No record may be omitted; give all of them again exactly.

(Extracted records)
== Segment start ==
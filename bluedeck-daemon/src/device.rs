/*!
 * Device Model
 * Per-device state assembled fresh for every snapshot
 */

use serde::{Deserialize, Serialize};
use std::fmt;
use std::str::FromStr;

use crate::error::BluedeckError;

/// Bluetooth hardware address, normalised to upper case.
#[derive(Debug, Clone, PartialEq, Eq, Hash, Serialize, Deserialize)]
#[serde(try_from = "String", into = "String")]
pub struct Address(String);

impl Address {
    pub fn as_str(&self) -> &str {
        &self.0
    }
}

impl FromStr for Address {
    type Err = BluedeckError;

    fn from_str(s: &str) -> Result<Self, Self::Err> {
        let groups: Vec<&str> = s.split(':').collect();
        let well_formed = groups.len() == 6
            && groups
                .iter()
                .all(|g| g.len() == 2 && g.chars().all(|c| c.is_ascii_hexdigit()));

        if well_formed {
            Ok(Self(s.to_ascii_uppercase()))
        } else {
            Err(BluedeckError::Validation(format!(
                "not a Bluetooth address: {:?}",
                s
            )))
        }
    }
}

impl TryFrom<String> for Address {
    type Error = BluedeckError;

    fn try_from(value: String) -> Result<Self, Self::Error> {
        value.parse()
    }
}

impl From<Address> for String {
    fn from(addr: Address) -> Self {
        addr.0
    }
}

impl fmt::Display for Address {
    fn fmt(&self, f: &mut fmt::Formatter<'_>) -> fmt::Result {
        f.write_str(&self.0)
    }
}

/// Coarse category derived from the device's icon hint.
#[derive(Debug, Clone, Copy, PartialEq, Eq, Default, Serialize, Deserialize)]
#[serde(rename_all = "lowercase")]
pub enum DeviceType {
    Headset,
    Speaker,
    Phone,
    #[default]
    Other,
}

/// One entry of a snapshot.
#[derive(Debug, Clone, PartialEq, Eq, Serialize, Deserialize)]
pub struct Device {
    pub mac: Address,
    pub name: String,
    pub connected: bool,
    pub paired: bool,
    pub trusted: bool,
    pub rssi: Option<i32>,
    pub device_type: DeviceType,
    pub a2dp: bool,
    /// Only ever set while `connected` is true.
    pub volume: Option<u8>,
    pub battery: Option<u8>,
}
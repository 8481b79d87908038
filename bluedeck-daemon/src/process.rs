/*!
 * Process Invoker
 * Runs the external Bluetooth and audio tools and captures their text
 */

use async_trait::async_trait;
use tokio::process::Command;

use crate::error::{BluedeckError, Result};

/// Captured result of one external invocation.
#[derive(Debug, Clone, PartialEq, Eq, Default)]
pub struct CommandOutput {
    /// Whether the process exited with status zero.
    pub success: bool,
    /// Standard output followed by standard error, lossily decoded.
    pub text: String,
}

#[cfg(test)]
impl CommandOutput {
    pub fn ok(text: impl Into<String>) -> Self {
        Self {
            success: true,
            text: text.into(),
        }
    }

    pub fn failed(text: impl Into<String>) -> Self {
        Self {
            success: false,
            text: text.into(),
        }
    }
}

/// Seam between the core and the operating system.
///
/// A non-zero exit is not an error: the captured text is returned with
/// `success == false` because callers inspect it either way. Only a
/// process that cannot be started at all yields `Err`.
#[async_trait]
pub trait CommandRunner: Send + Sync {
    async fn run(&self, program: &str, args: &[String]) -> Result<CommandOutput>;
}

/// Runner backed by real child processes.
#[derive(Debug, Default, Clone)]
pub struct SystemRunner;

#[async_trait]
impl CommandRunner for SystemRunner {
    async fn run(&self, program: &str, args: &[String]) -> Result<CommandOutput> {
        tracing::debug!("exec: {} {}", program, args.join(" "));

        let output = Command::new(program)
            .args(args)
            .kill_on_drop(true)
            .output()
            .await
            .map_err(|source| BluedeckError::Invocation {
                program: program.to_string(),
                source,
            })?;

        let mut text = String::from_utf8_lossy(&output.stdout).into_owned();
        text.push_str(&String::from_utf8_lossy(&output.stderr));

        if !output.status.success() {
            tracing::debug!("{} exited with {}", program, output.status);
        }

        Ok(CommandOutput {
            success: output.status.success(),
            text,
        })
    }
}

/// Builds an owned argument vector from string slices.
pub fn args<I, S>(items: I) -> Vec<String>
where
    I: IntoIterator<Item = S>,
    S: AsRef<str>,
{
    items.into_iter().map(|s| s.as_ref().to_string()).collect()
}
== Segment end ==
• **Exercise solution**:
filename bluedeck-daemon/src/device.rs
/*!
 * Device Model
 * Per-device state assembled fresh for every snapshot
 */

use serde::{Deserialize, Serialize};
use std::fmt;
use std::str::FromStr;

use crate::error::BluedeckError;

/// Bluetooth hardware address, normalised to upper case.
#[derive(Debug, Clone, PartialEq, Eq, Hash, Serialize, Deserialize)]
#[serde(try_from = "String", into = "String")]
pub struct Address(String);

impl Address {
    pub fn as_str(&self) -> &str {
        &self.0
    }
}

impl FromStr for Address {
    type Err = BluedeckError;

    fn from_str(s: &str) -> Result<Self, Self::Err> {
        let groups: Vec<&str> = s.split(':').collect();
        let well_formed = groups.len() == 6
            && groups
                .iter()
                .all(|g| g.len() == 2 && g.chars().all(|c| c.is_ascii_hexdigit()));

        if well_formed {
            Ok(Self(s.to_ascii_uppercase()))
        } else {
            Err(BluedeckError::Validation(format!(
                "not a Bluetooth address: {:?}",
                s
            )))
        }
    }
}

impl TryFrom<String> for Address {
    type Error = BluedeckError;

    fn try_from(value: String) -> Result<Self, Self::Error> {
        value.parse()
    }
}

impl From<Address> for String {
    fn from(addr: Address) -> Self {
        addr.0
    }
}

impl fmt::Display for Address {
    fn fmt(&self, f: &mut fmt::Formatter<'_>) -> fmt::Result {
        f.write_str(&self.0)
    }
}

/// Coarse category derived from the device's icon hint.
#[derive(Debug, Clone, Copy, PartialEq, Eq, Default, Serialize, Deserialize)]
#[serde(rename_all = "lowercase")]
pub enum DeviceType {
    Headset,
    Speaker,
    Phone,
    #[default]
    Other,
}

/// One entry of a snapshot.
#[derive(Debug, Clone, PartialEq, Eq, Serialize, Deserialize)]
pub struct Device {
    pub mac: Address,
    pub name: String,
    pub connected: bool,
    pub paired: bool,
    pub trusted: bool,
    pub rssi: Option<i32>,
    pub device_type: DeviceType,
    pub a2dp: bool,
    /// Only ever set while `connected` is true.
    pub volume: Option<u8>,
    pub battery: Option<u8>,
}
repository 8481b79d87908038
filename bluedeck-daemon/src/process.rs
/*!
 * Process Invoker
 * Runs the external Bluetooth and audio tools and captures their text
 */

use async_trait::async_trait;
use tokio::process::Command;

use crate::error::{BluedeckError, Result};

/// Captured result of one external invocation.
#[derive(Debug, Clone, PartialEq, Eq, Default)]
pub struct CommandOutput {
    /// Whether the process exited with status zero.
    pub success: bool,
    /// Standard output followed by standard error, lossily decoded.
    pub text: String,
}

#[cfg(test)]
impl CommandOutput {
    pub fn ok(text: impl Into<String>) -> Self {
        Self {
            success: true,
            text: text.into(),
        }
    }

    pub fn failed(text: impl Into<String>) -> Self {
        Self {
            success: false,
            text: text.into(),
        }
    }
}

/// Seam between the core and the operating system.
///
/// A non-zero exit is not an error: the captured text is returned with
/// `success == false` because callers inspect it either way. Only a
/// process that cannot be started at all yields `Err`.
#[async_trait]
pub trait CommandRunner: Send + Sync {
    async fn run(&self, program: &str, args: &[String]) -> Result<CommandOutput>;
}

/// Runner backed by real child processes.
#[derive(Debug, Default, Clone)]
pub struct SystemRunner;

#[async_trait]
impl CommandRunner for SystemRunner {
    async fn run(&self, program: &str, args: &[String]) -> Result<CommandOutput> {
        tracing::debug!("exec: {} {}", program, args.join(" "));

        let output = Command::new(program)
            .args(args)
            .kill_on_drop(true)
            .output()
            .await
            .map_err(|source| BluedeckError::Invocation {
                program: program.to_string(),
                source,
            })?;

        let mut text = String::from_utf8_lossy(&output.stdout).into_owned();
        text.push_str(&String::from_utf8_lossy(&output.stderr));

        if !output.status.success() {
            tracing::debug!("{} exited with {}", program, output.status);
        }

        Ok(CommandOutput {
            success: output.status.success(),
            text,
        })
    }
}

/// Builds an owned argument vector from string slices.
pub fn args<I, S>(items: I) -> Vec<String>
where
    I: IntoIterator<Item = S>,
    S: AsRef<str>,
{
    items.into_iter().map(|s| s.as_ref().to_string()).collect()
}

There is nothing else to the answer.